Text Extraction 
=================

.. note::
   View the complete implementation in Google Colab: `Document Layout Analysis and Text Extraction <https://colab.research.google.com/github/MasrourTawfik/Textra_research_v1/blob/main/docs/notebooks/text_extraction.ipynb>`_

Process Overview
--------------
Our approach combines LayoutParser with Tesseract OCR to achieve accurate text extraction from complex document layouts.

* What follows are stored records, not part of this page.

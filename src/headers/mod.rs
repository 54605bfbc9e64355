//! Header sets and the sources that mint them.
//!
//! The search endpoint only answers requests that look like they come from a
//! live browser session. A [`HeaderSource`] produces a [`HeaderSet`] that the
//! search client replays until the endpoint rejects it, then asks for a new one.

mod browser;
mod file;
mod set;

pub use browser::{BrowserHeaderSource, BrowserOptions};
pub use file::FileHeaderSource;
pub use set::HeaderSet;

use crate::error_handling::HeaderCaptureError;

/// Produces fresh header sets on demand.
///
/// Called once before the first search and again before every retry.
#[allow(async_fn_in_trait)]
pub trait HeaderSource {
    /// Mints a new header set, replacing any previous one wholesale.
    async fn fetch_headers(&mut self) -> Result<HeaderSet, HeaderCaptureError>;
}
//! flight_scrape library: date-window flight fare scraping
//!
//! This library searches an airline's flight-search endpoint for one route over a
//! window of departure dates. Request headers are minted by a live browser session
//! (or read from a file), every priced fare product is flattened into a
//! [`FlightRecord`], and each date's unique records are written to their own CSV.
//!
//! # Example
//!
//! ```no_run
//! use flight_scrape::initialization::init_header_source;
//! use flight_scrape::{run_scrape, Config};
//!
//! # #[tokio::main]
//! # async fn main() -> Result<(), Box<dyn std::error::Error>> {
//! let config = Config {
//!     origin: "ORD".to_string(),
//!     destination: "ATH".to_string(),
//!     days: 7,
//!     ..Default::default()
//! };
//!
//! let source = init_header_source(&config);
//! let report = run_scrape(config, source).await?;
//! println!("Searched {} dates: {} succeeded, {} failed",
//!          report.dates_total, report.dates_succeeded, report.dates_failed);
//! # Ok(())
//! # }
//! ```
//!
//! # Requirements
//!
//! This library requires a Tokio runtime. Browser header capture additionally
//! needs a WebDriver endpoint (for example `chromedriver --port=9515`).

#![warn(missing_docs)]

mod app;
pub mod config;
pub mod error_handling;
pub mod export;
pub mod extract;
pub mod headers;
pub mod initialization;
pub mod search;

// Re-export public API
pub use config::{Config, LogFormat, LogLevel};
pub use extract::{extract_records, Extraction, FlightRecord};
pub use headers::{HeaderSet, HeaderSource};
pub use run::{run_scrape, ScrapeReport};
pub use search::{PayloadDate, SearchClient, SearchRequest};

// Internal run module (contains the per-date scrape loop)
mod run {
    use anyhow::{Context, Result};
    use chrono::NaiveDate;
    use std::path::PathBuf;
    use std::sync::Arc;
    use std::time::Instant;

    use log::{debug, error, info, warn};

    use crate::app::{date_window, log_progress, print_error_statistics, print_simple_summary};
    use crate::config::Config;
    use crate::error_handling::{FailureKind, ProcessingStats};
    use crate::export::{output_path, write_records_csv};
    use crate::extract::extract_records;
    use crate::headers::HeaderSource;
    use crate::initialization::init_client;
    use crate::search::{PayloadDate, SearchClient, SearchRequest};

    /// Results of a scrape run.
    #[derive(Debug, Clone)]
    pub struct ScrapeReport {
        /// Number of dates in the window
        pub dates_total: usize,
        /// Dates whose CSV was written
        pub dates_succeeded: usize,
        /// Dates that failed (only non-zero with `--continue-on-error`)
        pub dates_failed: usize,
        /// Records written across all files
        pub records_written: usize,
        /// Files written, in date order
        pub files: Vec<PathBuf>,
        /// Elapsed time in seconds
        pub elapsed_seconds: f64,
    }

    /// Runs a scrape with the provided configuration and header source.
    ///
    /// Dates are processed one at a time, each fully (search, extract, write)
    /// before the next begins.
    ///
    /// # Errors
    ///
    /// This function will return an error if:
    /// - The HTTP client cannot be built
    /// - The initial header set cannot be obtained
    /// - Any date fails and `continue_on_error` is off
    pub async fn run_scrape<S: HeaderSource>(config: Config, source: S) -> Result<ScrapeReport> {
        let start_time = Instant::now();
        let stats = Arc::new(ProcessingStats::new());

        let http = init_client(&config).context("Failed to initialize HTTP client")?;
        let date_policy = config.payload_date();
        if let PayloadDate::Pinned(pinned) = date_policy {
            warn!(
                "Every search sends departure date {}; output files are still named per loop date. \
                 Pass --search-each-date to search each date instead.",
                pinned
            );
        }

        let mut client = SearchClient::new(
            http,
            config.api_url.clone(),
            date_policy,
            config.retry_policy(),
            source,
            Arc::clone(&stats),
        );
        client
            .prime()
            .await
            .context("Failed to obtain initial request headers")?;
        if let Some(headers) = client.headers() {
            info!("Captured {} request headers", headers.len());
        }

        let dates = date_window(config.start_date_or_today(), config.days);
        let dates_total = dates.len();
        info!(
            "Scraping {} -> {} for {} date{}",
            config.origin,
            config.destination,
            dates_total,
            if dates_total == 1 { "" } else { "s" }
        );

        let mut files = Vec::with_capacity(dates_total);
        let mut records_written = 0;
        let mut dates_failed = 0;

        for (index, date) in dates.into_iter().enumerate() {
            info!("Searching {} -> {} for {}", config.origin, config.destination, date);
            match scrape_date(&mut client, &config, &stats, date).await {
                Ok((path, written)) => {
                    info!("Saved {} records to {}", written, path.display());
                    records_written += written;
                    files.push(path);
                }
                Err(e) if config.continue_on_error => {
                    error!("Date {} failed: {:#}", date, e);
                    dates_failed += 1;
                }
                Err(e) => {
                    print_error_statistics(&stats);
                    return Err(e);
                }
            }
            log_progress(start_time, index + 1, dates_total);
        }

        let elapsed_seconds = start_time.elapsed().as_secs_f64();
        let dates_succeeded = files.len();
        print_simple_summary(
            dates_total,
            dates_succeeded,
            dates_failed,
            records_written,
            elapsed_seconds,
        );
        print_error_statistics(&stats);

        Ok(ScrapeReport {
            dates_total,
            dates_succeeded,
            dates_failed,
            records_written,
            files,
            elapsed_seconds,
        })
    }

    async fn scrape_date<S: HeaderSource>(
        client: &mut SearchClient<S>,
        config: &Config,
        stats: &ProcessingStats,
        date: NaiveDate,
    ) -> Result<(PathBuf, usize)> {
        let request = SearchRequest::new(&config.origin, &config.destination, date);
        let response = client
            .search(&request)
            .await
            .with_context(|| format!("Search for {} failed", date))?;

        let extraction = extract_records(&response)
            .inspect_err(|_| stats.increment_failure(FailureKind::Extraction))
            .with_context(|| format!("Response for {} has no flights", date))?;
        stats.add_dropped(extraction.unpriced_dropped, extraction.duplicates_dropped);
        debug!(
            "{}: {} fare products, {} unpriced, {} duplicates",
            date, extraction.raw_count, extraction.unpriced_dropped, extraction.duplicates_dropped
        );
        if extraction.records.is_empty() {
            warn!("No priced fares for {}; writing header-only file", date);
        }

        let path = output_path(&config.output_dir, &config.origin, &config.destination, date);
        let written = write_records_csv(&path, &extraction.records)
            .inspect_err(|_| stats.increment_failure(FailureKind::Export))?;
        Ok((path, written))
    }
}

The workflow is as follows:

.. figure:: ../Images/text.png
    :align: center
    :alt: Approach
Text Extraction Approach

La Démarche (Approach)
---------------------
1. **Layout Detection**: 
   - LayoutParser to identify tables and figures
   - Apply different confidence thresholds for tables (0.1) and figures (0.9)
   - Tesseract when configured is good at detecting text layout (double layout & unstructured layout)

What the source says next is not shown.